Given records:

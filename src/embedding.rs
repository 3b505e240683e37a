//! Local embedding model and vector utilities.
//!
//! Embeddings run entirely on-device via fastembed; models are downloaded
//! from Hugging Face on first use and cached. Also provides the codecs used
//! to persist vectors as SQLite BLOBs:
//! - [`vec_to_blob`] — encode a `Vec<f32>` as little-endian bytes
//! - [`blob_to_vec`] — decode a BLOB back into a `Vec<f32>`
//! - [`cosine_similarity`] — similarity between two embedding vectors

use crate::config::EmbeddingConfig;
use crate::error::{Result, StockRagError};

/// Metadata for the configured local embedding model.
pub struct LocalEmbedder {
    model_name: String,
    dims: usize,
}

impl LocalEmbedder {
    pub fn new(config: &EmbeddingConfig) -> Result<Self> {
        let (model_name, dims) = resolve_model(&config.model)?;
        Ok(Self { model_name, dims })
    }

    /// Model identifier (e.g. `"all-minilm-l6-v2"`).
    pub fn model_name(&self) -> &str {
        &self.model_name
    }

    /// Embedding vector dimensionality (e.g. `384`).
    pub fn dims(&self) -> usize {
        self.dims
    }
}

/// Known local models and their dimensionalities.
fn resolve_model(name: &str) -> Result<(String, usize)> {
    let dims = match name {
        "all-minilm-l6-v2" => 384,
        "bge-small-en-v1.5" => 384,
        "bge-base-en-v1.5" => 768,
        "bge-large-en-v1.5" => 1024,
        "nomic-embed-text-v1" | "nomic-embed-text-v1.5" => 768,
        "multilingual-e5-small" => 384,
        "multilingual-e5-base" => 768,
        "multilingual-e5-large" => 1024,
        other => {
            return Err(StockRagError::Configuration(format!(
                "unknown embedding model: '{}'. Supported models: \
                 all-minilm-l6-v2, bge-small-en-v1.5, bge-base-en-v1.5, bge-large-en-v1.5, \
                 nomic-embed-text-v1, nomic-embed-text-v1.5, \
                 multilingual-e5-small, multilingual-e5-base, multilingual-e5-large",
                other
            )))
        }
    };
    Ok((name.to_string(), dims))
}

#[cfg(feature = "local-embeddings-fastembed")]
fn to_fastembed_model(name: &str) -> Result<fastembed::EmbeddingModel> {
    match name {
        "all-minilm-l6-v2" => Ok(fastembed::EmbeddingModel::AllMiniLML6V2),
        "bge-small-en-v1.5" => Ok(fastembed::EmbeddingModel::BGESmallENV15),
        "bge-base-en-v1.5" => Ok(fastembed::EmbeddingModel::BGEBaseENV15),
        "bge-large-en-v1.5" => Ok(fastembed::EmbeddingModel::BGELargeENV15),
        "nomic-embed-text-v1" => Ok(fastembed::EmbeddingModel::NomicEmbedTextV1),
        "nomic-embed-text-v1.5" => Ok(fastembed::EmbeddingModel::NomicEmbedTextV15),
        "multilingual-e5-small" => Ok(fastembed::EmbeddingModel::MultilingualE5Small),
        "multilingual-e5-base" => Ok(fastembed::EmbeddingModel::MultilingualE5Base),
        "multilingual-e5-large" => Ok(fastembed::EmbeddingModel::MultilingualE5Large),
        other => Err(StockRagError::Configuration(format!(
            "unknown embedding model: '{}'",
            other
        ))),
    }
}

/// Embed a batch of texts with the configured local model.
///
/// Returns one vector per input text, in input order. Model inference runs
/// on a blocking thread.
#[cfg(feature = "local-embeddings-fastembed")]
pub async fn embed_texts(config: &EmbeddingConfig, texts: &[String]) -> Result<Vec<Vec<f32>>> {
    let model = to_fastembed_model(&config.model)?;
    let batch_size = config.batch_size;
    let texts = texts.to_vec();

    tokio::task::spawn_blocking(move || {
        let mut embedder = fastembed::TextEmbedding::try_new(
            fastembed::InitOptions::new(model).with_show_download_progress(true),
        )
        .map_err(|e| {
            StockRagError::Embedding(format!("failed to initialize embedding model: {}", e))
        })?;

        embedder
            .embed(texts, Some(batch_size))
            .map_err(|e| StockRagError::Embedding(e.to_string()))
    })
    .await
    .map_err(|e| StockRagError::Embedding(format!("embedding task panicked: {}", e)))?
}

#[cfg(not(feature = "local-embeddings-fastembed"))]
pub async fn embed_texts(_config: &EmbeddingConfig, _texts: &[String]) -> Result<Vec<Vec<f32>>> {
    Err(StockRagError::Embedding(
        "local embeddings require the local-embeddings-fastembed feature".to_string(),
    ))
}

/// Embed a single query text. Convenience wrapper around [`embed_texts`].
pub async fn embed_query(config: &EmbeddingConfig, text: &str) -> Result<Vec<f32>> {
    let results = embed_texts(config, &[text.to_string()]).await?;
    results
        .into_iter()
        .next()
        .ok_or_else(|| StockRagError::Embedding("empty embedding response".to_string()))
}

/// Encode a float vector as a BLOB (little-endian f32 bytes).
pub fn vec_to_blob(vec: &[f32]) -> Vec<u8> {
    let mut bytes = Vec::with_capacity(vec.len() * 4);
    for &v in vec {
        bytes.extend_from_slice(&v.to_le_bytes());
    }
    bytes
}

/// Decode a BLOB back into a float vector.
pub fn blob_to_vec(blob: &[u8]) -> Vec<f32> {
    blob.chunks_exact(4)
        .map(|chunk| f32::from_le_bytes([chunk[0], chunk[1], chunk[2], chunk[3]]))
        .collect()
}

/// Cosine similarity in `[-1.0, 1.0]`. Returns `0.0` for empty vectors or
/// vectors of different lengths.
pub fn cosine_similarity(a: &[f32], b: &[f32]) -> f32 {
    if a.len() != b.len() || a.is_empty() {
        return 0.0;
    }

    let mut dot = 0.0f32;
    let mut norm_a = 0.0f32;
    let mut norm_b = 0.0f32;

    for (x, y) in a.iter().zip(b.iter()) {
        dot += x * y;
        norm_a += x * x;
        norm_b += y * y;
    }

    let denom = norm_a.sqrt() * norm_b.sqrt();
    if denom < f32::EPSILON {
        return 0.0;
    }

    dot / denom
}
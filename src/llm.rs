//! Groq chat-completion client.
//!
//! Speaks the OpenAI-compatible chat completions API hosted at
//! `api.groq.com`. Transient failures (429 and 5xx) are retried with
//! exponential backoff up to the configured retry count.

use serde_json::{json, Value};
use std::time::Duration;

use crate::config::LlmConfig;
use crate::error::{Result, StockRagError};

const CHAT_COMPLETIONS_URL: &str = "https://api.groq.com/openai/v1/chat/completions";

/// Run one chat completion and return the assistant's message text.
pub async fn chat_completion(
    config: &LlmConfig,
    api_key: &str,
    system_prompt: &str,
    user_prompt: &str,
) -> Result<String> {
    let client = reqwest::Client::builder()
        .timeout(Duration::from_secs(config.timeout_secs))
        .build()?;

    let payload = json!({
        "model": config.model,
        "temperature": config.temperature,
        "messages": [
            { "role": "system", "content": system_prompt },
            { "role": "user", "content": user_prompt },
        ],
    });

    let mut last_err: Option<StockRagError> = None;

    for attempt in 0..=config.max_retries {
        if attempt > 0 {
            let delay = Duration::from_secs(1 << (attempt - 1).min(5));
            tokio::time::sleep(delay).await;
        }

        let response = match client
            .post(CHAT_COMPLETIONS_URL)
            .bearer_auth(api_key)
            .json(&payload)
            .send()
            .await
        {
            Ok(r) => r,
            Err(e) => {
                last_err = Some(e.into());
                continue;
            }
        };

        let status = response.status();
        if status.as_u16() == 429 || status.is_server_error() {
            let body = response.text().await.unwrap_or_default();
            last_err = Some(StockRagError::Llm(format!(
                "Groq returned {}: {}",
                status,
                body.chars().take(200).collect::<String>()
            )));
            continue;
        }
        if !status.is_success() {
            let body = response.text().await.unwrap_or_default();
            return Err(StockRagError::Llm(format!(
                "Groq returned {}: {}",
                status,
                body.chars().take(200).collect::<String>()
            )));
        }

        let value: Value = response.json().await?;
        return parse_chat_response(&value);
    }

    Err(last_err.unwrap_or_else(|| StockRagError::Llm("chat completion failed".to_string())))
}

/// Pull the assistant message out of a chat completions response body.
fn parse_chat_response(value: &Value) -> Result<String> {
    value["choices"][0]["message"]["content"]
        .as_str()
        .map(|s| s.trim().to_string())
        .filter(|s| !s.is_empty())
        .ok_or_else(|| {
            StockRagError::Llm(format!(
                "unexpected chat completion response: {}",
                value.to_string().chars().take(200).collect::<String>()
            ))
        })
}

#[cfg(test)]
mod tests {
    use super::*;

    #[test]
    fn parses_assistant_message() {
        let value = serde_json::json!({
            "choices": [
                { "message": { "role": "assistant", "content": "Revenue grew 12%." } }
            ]
        });
        assert_eq!(parse_chat_response(&value).unwrap(), "Revenue grew 12%.");
    }

    #[test]
    fn trims_surrounding_whitespace() {
        let value = serde_json::json!({
            "choices": [{ "message": { "content": "  answer\n" } }]
        });
        assert_eq!(parse_chat_response(&value).unwrap(), "answer");
    }

    #[test]
    fn missing_choices_is_an_error() {
        let value = serde_json::json!({ "error": { "message": "bad key" } });
        let err = parse_chat_response(&value).unwrap_err();
        assert!(matches!(err, StockRagError::Llm(_)));
    }

    #[test]
    fn empty_content_is_an_error() {
        let value = serde_json::json!({
            "choices": [{ "message": { "content": "" } }]
        });
        assert!(parse_chat_response(&value).is_err());
    }
}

Task brief:
Where the string "grew" appears in a line of the listing, copy that line.

Result of this task:
                { "message": { "role": "assistant", "content": "Revenue grew 12%." } }
        assert_eq!(parse_chat_response(&value).unwrap(), "Revenue grew 12%.");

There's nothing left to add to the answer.